El (ya casi extinto) Chikilicuatre me despertaba profundas dudas ontológicas. Porque, indudablemente, el representante de España en Eurovisión no era una persona sino un personaje. Si su propietaria intelectual (la Sexta) hubiera querido habría podido cambiar un actor por otro y el Chikilicuatre hubiera seguido existiendo, igual que James Bond existe independientemente de si lo interpreta Sean Connery o Pierce Brosnan. Es más, la productora hubiera podido cambiar incluso al autor, al guionista (posiblemente ni siquiera sea uno, sino más bien un equipo anónimo) igual que algunas novelas de James Bond las escribió Ian Fleming y otras Sebastian Faulks.

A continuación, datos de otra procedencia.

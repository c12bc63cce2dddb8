use std::fmt;
use std::str::FromStr;

use crate::error::GameError;

/// Column letters in board order. `i` is skipped by convention.
pub const COLUMNS: &[u8; MAX_BOARD_SIZE] = b"abcdefghjklmnopqrstuvwxyz";

/// Largest board the coordinate notation can address.
pub const MAX_BOARD_SIZE: usize = 25;

/// A move in GTP vertex notation.
///
/// Coordinates are stored zero-based, so `a1` is `Play { col: 0, row: 0 }`
/// and `j10` (the ninth column, since `i` is skipped) is
/// `Play { col: 8, row: 9 }`.
#[derive(Debug, Clone, Copy, PartialEq, Eq, Hash)]
pub enum Move {
    Play { col: u8, row: u8 },
    Pass,
    Resign,
}

impl Move {
    /// Creates a coordinate move from zero-based column and row.
    ///
    /// # Panics
    ///
    /// Panics if either index is outside the addressable range.
    pub fn play(col: u8, row: u8) -> Move {
        assert!((col as usize) < MAX_BOARD_SIZE, "Invalid column: {col}");
        assert!((row as usize) < MAX_BOARD_SIZE, "Invalid row: {row}");
        Move::Play { col, row }
    }

    /// Returns `true` if the move fits on a board of `board_size` lines.
    ///
    /// `Pass` and `Resign` are valid on every board.
    pub fn is_valid(self, board_size: usize) -> bool {
        match self {
            Move::Play { col, row } => (col as usize) < board_size && (row as usize) < board_size,
            Move::Pass | Move::Resign => true,
        }
    }

    /// Converts the move to zero-based `(row, column)` grid indices.
    ///
    /// # Returns
    ///
    /// `None` for `Pass` and `Resign`.
    pub fn indices(self) -> Option<(usize, usize)> {
        match self {
            Move::Play { col, row } => Some((row as usize, col as usize)),
            Move::Pass | Move::Resign => None,
        }
    }

    pub fn is_pass(self) -> bool {
        self == Move::Pass
    }

    pub fn is_resign(self) -> bool {
        self == Move::Resign
    }
}

impl FromStr for Move {
    type Err = GameError;

    /// Parses a vertex such as `c3` or `T19`, or the tokens `pass` / `resign`.
    ///
    /// Input is case-insensitive. The column letter `i` and rows outside
    /// `1..=25` are rejected.
    fn from_str(s: &str) -> Result<Self, Self::Err> {
        let lower = s.trim().to_ascii_lowercase();
        match lower.as_str() {
            "pass" => return Ok(Move::Pass),
            "resign" => return Ok(Move::Resign),
            _ => {}
        }

        let invalid = || GameError::MoveInvalid(s.to_string());

        let (&file, rank) = lower.as_bytes().split_first().ok_or_else(invalid)?;
        let col = COLUMNS.iter().position(|&c| c == file).ok_or_else(invalid)?;

        if rank.is_empty() || !rank.iter().all(u8::is_ascii_digit) {
            return Err(invalid());
        }
        let row = lower[1..].parse::<usize>().map_err(|_| invalid())?;
        if !(1..=MAX_BOARD_SIZE).contains(&row) {
            return Err(invalid());
        }

        Ok(Move::Play {
            col: col as u8,
            row: (row - 1) as u8,
        })
    }
}

impl fmt::Display for Move {
    fn fmt(&self, f: &mut fmt::Formatter<'_>) -> fmt::Result {
        match *self {
            Move::Play { col, row } => {
                write!(f, "{}{}", COLUMNS[col as usize] as char, row as usize + 1)
            }
            Move::Pass => write!(f, "pass"),
            Move::Resign => write!(f, "resign"),
        }
    }
}

#[cfg(test)]
mod tests {
    use super::*;

    #[test]
    fn test_move_from_str() {
        assert_eq!("a1".parse::<Move>().unwrap(), Move::play(0, 0));
        assert_eq!("C3".parse::<Move>().unwrap(), Move::play(2, 2));
        assert_eq!("j10".parse::<Move>().unwrap(), Move::play(8, 9));
        assert_eq!("z25".parse::<Move>().unwrap(), Move::play(24, 24));
        assert_eq!("PASS".parse::<Move>().unwrap(), Move::Pass);
        assert_eq!("Resign".parse::<Move>().unwrap(), Move::Resign);

        for bad in ["", "i5", "a0", "a26", "a", "3a", "a1b", "a-1", "passs", "ä1"] {
            match bad.parse::<Move>() {
                Err(GameError::MoveInvalid(s)) => assert_eq!(s, bad),
                other => panic!("expected MoveInvalid for {bad:?}, got {other:?}"),
            }
        }
    }

    #[test]
    fn test_is_valid() {
        for col in 0..9u8 {
            for row in 0..9u8 {
                assert!(Move::play(col, row).is_valid(9));
            }
        }
        assert!(!"k1".parse::<Move>().unwrap().is_valid(9));
        assert!(!"a10".parse::<Move>().unwrap().is_valid(9));
        assert!(!"z9".parse::<Move>().unwrap().is_valid(9));
        assert!("t19".parse::<Move>().unwrap().is_valid(19));

        for size in 1..=MAX_BOARD_SIZE {
            assert!(Move::Pass.is_valid(size));
            assert!(Move::Resign.is_valid(size));
        }
    }

    #[test]
    fn test_indices() {
        assert_eq!("a1".parse::<Move>().unwrap().indices(), Some((0, 0)));
        assert_eq!("d7".parse::<Move>().unwrap().indices(), Some((6, 3)));
        assert_eq!("h8".parse::<Move>().unwrap().indices(), Some((7, 7)));
        assert_eq!("j1".parse::<Move>().unwrap().indices(), Some((0, 8)));
        assert_eq!(Move::Pass.indices(), None);
        assert_eq!(Move::Resign.indices(), None);
    }

    #[test]
    fn test_display() {
        assert_eq!(Move::play(8, 9).to_string(), "j10");
        assert_eq!("Q16".parse::<Move>().unwrap().to_string(), "q16");
        assert_eq!(Move::Pass.to_string(), "pass");
        assert_eq!(Move::Resign.to_string(), "resign");
    }
}
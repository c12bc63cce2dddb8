//! GTP (Go Text Protocol) framing.
//!
//! Commands are single lines terminated by `\n`. Every response the engine
//! writes is read back one line at a time and classified as success (`=`),
//! error (`?`) or an empty keep-alive line. Nothing in this module performs
//! I/O.

use std::fmt;

use crate::error::{GtpError, Result};
use crate::go_move::Move;
use crate::stone_color::StoneColor;

/// An outbound GTP command. Never contains a newline.
#[derive(Debug, Clone, PartialEq, Eq)]
pub struct Command(String);

impl Command {
    /// Wraps raw command text.
    ///
    /// # Errors
    ///
    /// Returns [`GtpError::MalformedCommand`] if `text` contains a newline.
    pub fn new(text: impl Into<String>) -> Result<Self> {
        let text = text.into();
        if text.contains('\n') {
            return Err(GtpError::MalformedCommand(text));
        }
        Ok(Command(text))
    }

    pub fn komi(komi: f32) -> Self {
        Command(format!("komi {komi}"))
    }

    pub fn boardsize(size: usize) -> Self {
        Command(format!("boardsize {size}"))
    }

    pub fn play(color: StoneColor, mv: Move) -> Self {
        Command(format!("play {color} {mv}"))
    }

    pub fn genmove(color: StoneColor) -> Self {
        Command(format!("genmove {color}"))
    }

    pub fn final_score() -> Self {
        Command("final_score".to_string())
    }

    pub fn clear_board() -> Self {
        Command("clear_board".to_string())
    }

    pub fn name() -> Self {
        Command("name".to_string())
    }

    pub fn version() -> Self {
        Command("version".to_string())
    }

    pub fn quit() -> Self {
        Command("quit".to_string())
    }

    pub fn as_str(&self) -> &str {
        &self.0
    }

    /// The bytes written to the engine: the command text plus one `\n`.
    pub fn to_bytes(&self) -> Vec<u8> {
        let mut bytes = Vec::with_capacity(self.0.len() + 1);
        bytes.extend_from_slice(self.0.as_bytes());
        bytes.push(b'\n');
        bytes
    }
}

impl fmt::Display for Command {
    fn fmt(&self, f: &mut fmt::Formatter<'_>) -> fmt::Result {
        f.write_str(&self.0)
    }
}

/// Classification of a single response line.
#[derive(Debug, Clone, Copy, PartialEq, Eq)]
pub enum ResponseKind {
    Success,
    Error,
    Empty,
}

/// A decoded response line.
#[derive(Debug, Clone, PartialEq, Eq)]
pub struct Response {
    kind: ResponseKind,
    content: Option<String>,
}

impl Response {
    pub fn success(content: impl Into<String>) -> Self {
        Response {
            kind: ResponseKind::Success,
            content: Some(content.into()),
        }
    }

    pub fn error(content: impl Into<String>) -> Self {
        Response {
            kind: ResponseKind::Error,
            content: Some(content.into()),
        }
    }

    pub fn empty() -> Self {
        Response {
            kind: ResponseKind::Empty,
            content: None,
        }
    }

    pub fn kind(&self) -> ResponseKind {
        self.kind
    }

    /// Text after the marker. `None` only for empty lines.
    pub fn content(&self) -> Option<&str> {
        self.content.as_deref()
    }

    pub fn is_success(&self) -> bool {
        self.kind == ResponseKind::Success
    }

    pub fn is_error(&self) -> bool {
        self.kind == ResponseKind::Error
    }

    /// Splits the response into the engine's answer or its error text.
    ///
    /// Empty responses are treated as a success with no text.
    pub fn into_result(self) -> std::result::Result<String, String> {
        let content = self.content.unwrap_or_default();
        match self.kind {
            ResponseKind::Error => Err(content),
            ResponseKind::Success | ResponseKind::Empty => Ok(content),
        }
    }
}

impl fmt::Display for Response {
    fn fmt(&self, f: &mut fmt::Formatter<'_>) -> fmt::Result {
        match (self.kind, self.content()) {
            (ResponseKind::Success, Some(msg)) => write!(f, "= {msg}"),
            (ResponseKind::Error, Some(msg)) => write!(f, "? {msg}"),
            _ => Ok(()),
        }
    }
}

/// Encodes command text as wire bytes.
///
/// # Errors
///
/// Returns [`GtpError::MalformedCommand`] if `text` already contains a newline.
pub fn encode(text: &str) -> Result<Vec<u8>> {
    Command::new(text).map(|command| command.to_bytes())
}

/// Decodes one line read from the engine.
///
/// The content of a success or error response is everything after the first
/// whitespace run that follows the marker token, so an optional numeric id
/// (`=12 c3`) is dropped along with the marker.
///
/// # Errors
///
/// * [`GtpError::MalformedResponse`] if the bytes are not UTF-8 or the trimmed
///   text still contains a newline.
/// * [`GtpError::UnknownResponseKind`] if the line starts with anything other
///   than `=`, `?` or whitespace.
pub fn decode(line: &[u8]) -> Result<Response> {
    let text = std::str::from_utf8(line)
        .map_err(|_| GtpError::MalformedResponse(String::from_utf8_lossy(line).into_owned()))?;
    let trimmed = text.trim();

    if trimmed.contains('\n') {
        return Err(GtpError::MalformedResponse(text.to_string()));
    }

    if trimmed.is_empty() {
        return Ok(Response::empty());
    }

    let kind = match text.chars().next() {
        Some('=') => ResponseKind::Success,
        Some('?') => ResponseKind::Error,
        Some(c) => return Err(GtpError::UnknownResponseKind(c)),
        None => return Ok(Response::empty()),
    };

    let content = trimmed
        .split_once(char::is_whitespace)
        .map(|(_, rest)| rest.trim_start().to_string())
        .unwrap_or_default();

    Ok(Response {
        kind,
        content: Some(content),
    })
}
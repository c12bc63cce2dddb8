pub mod board;
pub mod engine;
pub mod error;
pub mod game;
pub mod go_move;
pub mod protocol;
pub mod stone_color;

pub use board::{Board, Stone};
pub use engine::{GtpConnection, GtpEngine};
pub use error::{GameError, GtpError};
pub use game::{Game, GameState, GameTurn};
pub use go_move::Move;
pub use protocol::{Command, Response, ResponseKind};
pub use stone_color::StoneColor;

¿Cómo habrá firmado Chikilicuatre las (seguramente densas y rebosantes de letra pequeña) hojas de inscripción en Eurovisión ("dirijanse por mensajero a las oficinas centrales de la European Broadcasting Union, Ginebra, Suiza")? ¿Como persona o como personaje?
Pero estos problemas ontológicos no son exclusivos de la tontería de la Sexta. ¿Quien es Madonna? ¿La señorita Ciccone? ¿O el conjunto de músicos, estilistas, coreógrafos y productores que la reinventan cada 3 años? En mi opinión Madonna (como otros muchos personajes de los medios) es tecnicamente una sociedad, una empresa con medios humanos, económicos y artísticos propios. La diferencia del Chikilicuatre (y quizás la salva, no sé, a mí la verdad es que me da igual) que de alguna manera la señorita Ciccone participa (como única actriz, quizás incluso como creadora tangencial) de esa sociedad.
En la adorable Idoru William Gibson ya hablaba de este fenómeno. Un cantante rock se enamora y se relaciona con una presentadora sintética japonesa. El narrador razona que el fenóneno es lógico, ya que en el fondo el cantante es un personaje, un constructo lógico formado por un departamento de una empresa. Ni Gibson ni yo encontramos falta en la existencia de estos artistas virtuales.